Quince años antes de que Ray Bradbury publicara el relato
La obra de Juan Díaz (1949), sobre un sepulturero mezquino que discute a una
viuda el derecho sobre el cadáver de su esposo, Luigi Pirandello había
terminado su La primera noche, en la que el sepulturero Lisi Chírico, presto a
casarse de nuevo tras enviudar, promete a cada una de las cruces del cementerio
que cuidará de ellos como hasta entonces. Ambos –novio envejecido y novia joven
arrastrada a ello- acabarán llorando cada uno a una tumba distinta –él a su
viuda, ella al novio que pereciera ahogado.
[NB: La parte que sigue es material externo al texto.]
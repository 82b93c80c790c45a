//! The screens registered with the controller, one per [`ViewMode`].

mod browser;
mod chat;
mod columns;
mod connection;
mod editor;
mod export;
mod history;
mod results;
mod schema;
mod where_clause;

pub use browser::BrowserView;
pub use chat::ChatView;
pub use columns::ColumnsView;
pub use connection::ConnectionView;
pub use editor::EditorView;
pub use export::ExportView;
pub use history::HistoryView;
pub use results::ResultsView;
pub use schema::SchemaView;
pub use where_clause::WhereView;

use crossterm::event::{KeyCode, KeyEvent};
use dbrowse_core::data_access::QueryResult;

use crate::navigation::ViewMode;
use crate::screen::{Effect, Handoff, Reaction, Screen};

/// One instance of every view, ready for the controller.
#[must_use]
pub fn all_screens(connection: ConnectionView) -> Vec<Box<dyn Screen>> {
    vec![
        Box::new(connection),
        Box::new(BrowserView::new()),
        Box::new(EditorView::new()),
        Box::new(ResultsView::new()),
        Box::new(HistoryView::new()),
        Box::new(ExportView::new()),
        Box::new(WhereView::new()),
        Box::new(ColumnsView::new()),
        Box::new(ChatView::new()),
        Box::new(SchemaView::new()),
    ]
}

/// Up/Down and vi-style j/k as a selection step.
fn list_step(key: &KeyEvent) -> Option<isize> {
    match key.code {
        KeyCode::Up | KeyCode::Char('k') => Some(-1),
        KeyCode::Down | KeyCode::Char('j') => Some(1),
        _ => None,
    }
}

/// Moves `selected` by `step` within `0..len`, without wrapping.
fn step_selection(selected: usize, len: usize, step: isize) -> usize {
    if len == 0 {
        return 0;
    }
    selected.saturating_add_signed(step).min(len - 1)
}

/// Hands a finished query to the results view and reports its size.
fn show_query_result(sql: String, result: QueryResult) -> Reaction {
    let status = match result.affected_rows {
        Some(affected) if result.columns.is_empty() => {
            format!("Query executed ({affected} rows affected)")
        }
        _ => format!("Query executed ({} rows)", result.row_count()),
    };
    Reaction::effect(Effect::Handoff(
        ViewMode::Results,
        Handoff::QueryResult { sql, result },
    ))
    .with_effect(Effect::Push(ViewMode::Results))
    .with_effect(Effect::Status(status))
}

/// Case-insensitive substring match used by the list filters.
fn matches_filter(candidate: &str, filter: &str) -> bool {
    filter.is_empty() || candidate.to_lowercase().contains(&filter.to_lowercase())
}
use std::collections::HashSet;
use std::sync::Arc;

use crossterm::event::{KeyCode, KeyEvent};
use dbrowse_core::catalog::MetadataEntry;
use dbrowse_core::data_access::{DataAccess, DataAccessError};
use dbrowse_core::operation::CancellationToken;
use dbrowse_core::retry::{OperationSlot, PromptResolution, Settled};
use ratatui::layout::Rect;
use ratatui::style::{Color, Style};
use ratatui::text::{Line, Span};
use ratatui::widgets::Paragraph;
use ratatui::Frame;

use super::{list_step, matches_filter, step_selection};
use crate::context::AppContext;
use crate::event::{Completion, SchemaTable};
use crate::navigation::ViewMode;
use crate::screen::{prompt_key, typed_char, Effect, Handoff, Reaction, Screen};
use crate::task::Task;
use crate::widgets::{busy_line, dim_line, error_line, list_line, panel, render_retry_prompt};

const HELP: &[(&str, &str)] = &[
    ("Enter", "expand / collapse"),
    ("o", "open table"),
    ("/", "filter"),
    ("r", "reload"),
    ("Esc", "cancel / back"),
];

/// Tables of the current schema with their columns.
#[derive(Debug, Default)]
pub struct SchemaView {
    schema: String,
    tables: Vec<SchemaTable>,
    expanded: HashSet<String>,
    selected: usize,
    filter: String,
    filtering: bool,
    slot: OperationSlot<String>,
    /// Session id and schema of the last load.
    loaded: Option<(u64, String)>,
}

impl SchemaView {
    #[must_use]
    pub fn new() -> Self {
        Self::default()
    }

    fn visible(&self) -> Vec<&SchemaTable> {
        self.tables
            .iter()
            .filter(|entry| matches_filter(&entry.table.name, &self.filter))
            .collect()
    }

    fn load(&mut self, ctx: &AppContext) -> Reaction {
        let (Some(data), Some(session)) = (ctx.data(), ctx.session()) else {
            return Reaction::effect(Effect::Switch(ViewMode::Connection));
        };
        let Some(schema) = ctx.current_schema() else {
            return Reaction::status("Pick a schema in the browser first");
        };
        let Some(token) = self.slot.begin(ctx.initial_timeout()) else {
            return Reaction::none();
        };
        self.loaded = Some((session.id, schema.clone()));
        self.schema.clone_from(&schema);
        Reaction::task(schema_task(token, data, schema))
    }

    fn apply(&mut self, tables: Vec<SchemaTable>, ctx: &mut AppContext) {
        ctx.catalog.store(MetadataEntry::Tables {
            schema: self.schema.clone(),
            tables: tables.iter().map(|entry| entry.table.name.clone()).collect(),
        });
        for entry in &tables {
            ctx.catalog.store(MetadataEntry::Columns {
                schema: self.schema.clone(),
                table: entry.table.name.clone(),
                columns: entry.columns.clone(),
            });
        }
        tracing::debug!(schema = %self.schema, tables = tables.len(), "schema loaded");
        self.expanded
            .retain(|name| tables.iter().any(|entry| entry.table.name == *name));
        self.tables = tables;
        self.selected = self.selected.min(self.visible().len().saturating_sub(1));
    }

    fn handle_filter_key(&mut self, key: KeyEvent) -> Reaction {
        match key.code {
            KeyCode::Esc => {
                self.filter.clear();
                self.filtering = false;
            }
            KeyCode::Enter => self.filtering = false,
            KeyCode::Backspace => {
                self.filter.pop();
            }
            _ => {
                if let Some(c) = typed_char(&key) {
                    self.filter.push(c);
                }
            }
        }
        self.selected = 0;
        Reaction::none()
    }
}

fn schema_task(token: CancellationToken, data: Arc<dyn DataAccess>, schema: String) -> Task {
    let requested = schema.clone();
    Task::operation(
        token,
        async move { describe_schema(data.as_ref(), &requested).await },
        move |outcome| Completion::SchemaLoaded {
            schema: schema.clone(),
            outcome,
        },
    )
}

async fn describe_schema(
    data: &dyn DataAccess,
    schema: &str,
) -> Result<Vec<SchemaTable>, DataAccessError> {
    let tables = data.get_storage_units(schema).await?;
    let mut described = Vec::with_capacity(tables.len());
    for table in tables {
        let columns = data.get_columns(schema, &table.name).await?;
        described.push(SchemaTable { table, columns });
    }
    Ok(described)
}

impl Screen for SchemaView {
    fn mode(&self) -> ViewMode {
        ViewMode::Schema
    }

    fn handle_key(&mut self, key: KeyEvent, ctx: &mut AppContext) -> Reaction {
        match self.slot.resolve_prompt(prompt_key(&key), &mut ctx.config) {
            PromptResolution::Inactive => {}
            PromptResolution::Retry { input, token, .. } => {
                return match ctx.data() {
                    Some(data) => Reaction::task(schema_task(token, data, input)),
                    None => Reaction::effect(Effect::Switch(ViewMode::Connection)),
                };
            }
            PromptResolution::Swallowed | PromptResolution::Dismissed => return Reaction::none(),
        }

        if self.filtering {
            return self.handle_filter_key(key);
        }
        if let Some(step) = list_step(&key) {
            self.selected = step_selection(self.selected, self.visible().len(), step);
            return Reaction::none();
        }

        let selected = self
            .visible()
            .get(self.selected)
            .map(|entry| entry.table.name.clone());
        match key.code {
            KeyCode::Esc if self.slot.is_busy() => {
                self.slot.cancel();
                Reaction::none()
            }
            KeyCode::Esc if !self.filter.is_empty() => {
                self.filter.clear();
                self.selected = 0;
                Reaction::none()
            }
            KeyCode::Esc => Reaction::effect(Effect::Pop {
                fallback: ViewMode::Browser,
            }),
            KeyCode::Enter => {
                if let Some(name) = selected {
                    if !self.expanded.remove(&name) {
                        self.expanded.insert(name);
                    }
                }
                Reaction::none()
            }
            KeyCode::Char('o') => match selected {
                Some(table) => Reaction::effect(Effect::Handoff(
                    ViewMode::Results,
                    Handoff::OpenTable {
                        schema: self.schema.clone(),
                        table,
                    },
                ))
                .with_effect(Effect::Push(ViewMode::Results)),
                None => Reaction::none(),
            },
            KeyCode::Char('/') => {
                self.filtering = true;
                Reaction::none()
            }
            KeyCode::Char('r') => self.load(ctx),
            _ => Reaction::none(),
        }
    }

    fn handle_completion(&mut self, completion: Completion, ctx: &mut AppContext) -> Reaction {
        let Completion::SchemaLoaded { schema, outcome } = completion else {
            return Reaction::none();
        };
        let current = schema == self.schema;
        match self.slot.settle(outcome, schema, &ctx.config) {
            Settled::Completed(tables) if current => {
                self.apply(tables, ctx);
                Reaction::none()
            }
            Settled::Completed(_) | Settled::Cancelled | Settled::PromptShown => Reaction::none(),
            Settled::Retrying { input, token } => match ctx.data() {
                Some(data) => Reaction::task(schema_task(token, data, input)),
                None => Reaction::none(),
            },
            Settled::Failed(error) => {
                tracing::warn!(%error, schema = %self.schema, "loading schema failed");
                Reaction::none()
            }
        }
    }

    fn on_enter(&mut self, ctx: &mut AppContext) -> Reaction {
        let Some(session_id) = ctx.session().map(|session| session.id) else {
            return Reaction::none();
        };
        let schema = ctx.current_schema().unwrap_or_default();
        let stale = self.loaded.as_ref() != Some(&(session_id, schema));
        if stale && !self.slot.is_busy() {
            self.tables.clear();
            self.expanded.clear();
            self.selected = 0;
            self.load(ctx)
        } else {
            Reaction::none()
        }
    }

    fn render(&self, frame: &mut Frame<'_>, area: Rect, _ctx: &AppContext) {
        let mut lines = Vec::new();
        if self.filtering || !self.filter.is_empty() {
            lines.push(Line::from(format!("Filter: {}", self.filter)));
        }
        if let Some(line) = busy_line(self.slot.state(), "Loading schema") {
            lines.push(line);
        }
        if let Some(error) = self.slot.error().filter(|_| !self.slot.prompt().is_active()) {
            lines.push(error_line(error));
        }

        let visible = self.visible();
        if visible.is_empty() && !self.slot.is_busy() {
            lines.push(dim_line("No tables"));
        }
        for (index, entry) in visible.iter().enumerate() {
            let open = self.expanded.contains(&entry.table.name);
            let marker = if open { "-" } else { "+" };
            lines.push(list_line(
                format!(
                    "{marker} {} ({}, {} columns)",
                    entry.table.name,
                    entry.table.kind.to_lowercase(),
                    entry.columns.len()
                ),
                index == self.selected,
            ));
            if open {
                for column in &entry.columns {
                    let null = if column.nullable { "" } else { " not null" };
                    lines.push(Line::from(vec![
                        Span::raw(format!("      {} ", column.name)),
                        Span::styled(
                            format!("{}{null}", column.data_type),
                            Style::default().fg(Color::DarkGray),
                        ),
                    ]));
                }
            }
        }

        // Keep the selected table in view when columns push it down.
        let selected_line = lines
            .iter()
            .position(|line| line.spans.first().is_some_and(|span| span.content.starts_with("> ")))
            .unwrap_or(0);
        let height = usize::from(area.height.saturating_sub(2));
        let skip = (selected_line + 1).saturating_sub(height);
        let lines = lines.into_iter().skip(skip).collect::<Vec<_>>();

        let title = if self.schema.is_empty() {
            "Schema".to_string()
        } else {
            format!("Schema: {}", self.schema)
        };
        frame.render_widget(Paragraph::new(lines).block(panel(&title)), area);
        if self.slot.prompt().is_active() {
            render_retry_prompt(frame, self.slot.error());
        }
    }

    fn captures_text(&self) -> bool {
        self.filtering
    }

    fn retry_prompt_active(&self) -> bool {
        self.slot.prompt().is_active()
    }

    fn help(&self) -> &'static [(&'static str, &'static str)] {
        HELP
    }
}

#[cfg(test)]
mod tests {
    use crossterm::event::KeyCode;
    use dbrowse_core::suggestions::MetadataSource;

    use super::SchemaView;
    use crate::context::AppContext;
    use crate::navigation::ViewMode;
    use crate::screen::{Effect, Handoff, Screen};
    use crate::testing::{chr, connected, context, key};

    async fn loaded(ctx: &mut AppContext) -> SchemaView {
        let mut view = SchemaView::new();
        let mut reaction = view.on_enter(ctx);
        let completion = reaction.tasks.remove(0).run().await;
        let _ = view.handle_completion(completion, ctx);
        view
    }

    #[tokio::test]
    async fn loading_describes_tables_and_warms_the_catalog() {
        let (mut ctx, _dir, _data) = connected();
        let mut view = loaded(&mut ctx).await;

        let names = view
            .tables
            .iter()
            .map(|entry| entry.table.name.as_str())
            .collect::<Vec<_>>();
        assert_eq!(names, ["orders", "users"]);
        assert_eq!(view.tables[1].columns.len(), 2);

        let columns = ctx.catalog.columns("shop", "users").expect("columns cached");
        assert_eq!(columns[1].name, "email");
        assert!(view.on_enter(&mut ctx).is_empty());
    }

    #[tokio::test]
    async fn enter_expands_and_o_opens_the_table() {
        let (mut ctx, _dir, _data) = connected();
        let mut view = loaded(&mut ctx).await;

        let _ = view.handle_key(key(KeyCode::Down), &mut ctx);
        let _ = view.handle_key(key(KeyCode::Enter), &mut ctx);
        assert!(view.expanded.contains("users"));
        let _ = view.handle_key(key(KeyCode::Enter), &mut ctx);
        assert!(view.expanded.is_empty());

        let reaction = view.handle_key(chr('o'), &mut ctx);
        assert_eq!(
            reaction.effects,
            [
                Effect::Handoff(
                    ViewMode::Results,
                    Handoff::OpenTable {
                        schema: "shop".to_string(),
                        table: "users".to_string(),
                    }
                ),
                Effect::Push(ViewMode::Results),
            ]
        );
    }

    #[tokio::test]
    async fn filter_then_escape_clears_before_leaving() {
        let (mut ctx, _dir, _data) = connected();
        let mut view = loaded(&mut ctx).await;

        for c in "/ord".chars() {
            let _ = view.handle_key(chr(c), &mut ctx);
        }
        let _ = view.handle_key(key(KeyCode::Enter), &mut ctx);
        assert_eq!(view.visible().len(), 1);

        assert!(view.handle_key(key(KeyCode::Esc), &mut ctx).is_empty());
        assert_eq!(view.visible().len(), 2);
        assert_eq!(
            view.handle_key(key(KeyCode::Esc), &mut ctx).effects,
            [Effect::Pop {
                fallback: ViewMode::Browser
            }]
        );
    }

    #[test]
    fn disconnected_reload_returns_to_connection() {
        let (mut ctx, _dir) = context();
        let mut view = SchemaView::new();
        assert!(view.on_enter(&mut ctx).is_empty());
        assert_eq!(
            view.handle_key(chr('r'), &mut ctx).effects,
            [Effect::Switch(ViewMode::Connection)]
        );
    }
}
Muy cerca de donde yace el otro gran escritor siciliano
–Lampedusa-, la cripta de los Capuchinos, en Palermo, con sus momias expuestas
como si en uno de los mercados que recorren la ciudad, arriba, parece haber
sido creada para el sepulturero de Bradbury. Pero sus muertos –que parecieran
aspirar a simular la vida- son los de Pirandello, que en sus cuentos escribió
sobre muertos o mártires en vida. Como Eleonora Bandi, condenada, por deshonra,
a recluirse o morir, sin gran diferencia entre ambas. Como Marastela, casada
con una tumba más, de las muchas que le rodean. Como Mattia Scala, que acepta
quemar todo lo que posee para impedir una injusticia enésima. Como Spatolino,
que se convierte en mártir vivo para corroborar lo que han hecho de él. Como si
en esta tierra la resignación mortuoria, callada, agónica confundiera los
tiempos de llegada de la muerte y de salida de la vida, el Príncipe de Salina,
el Gatopardo que Lampedusa escribiera entre 1954 y 1957, moriría… un año
después de que lo hiciera su creador al ser publicada póstumamente. Unas
cuantas páginas antes de morir, se habrá imaginado en esa misma cripta de los
Capuchinos, de pie, imponente como fuera. Como una maldición, los propios años
finales de Burt Lancaster serían los de un espectro más.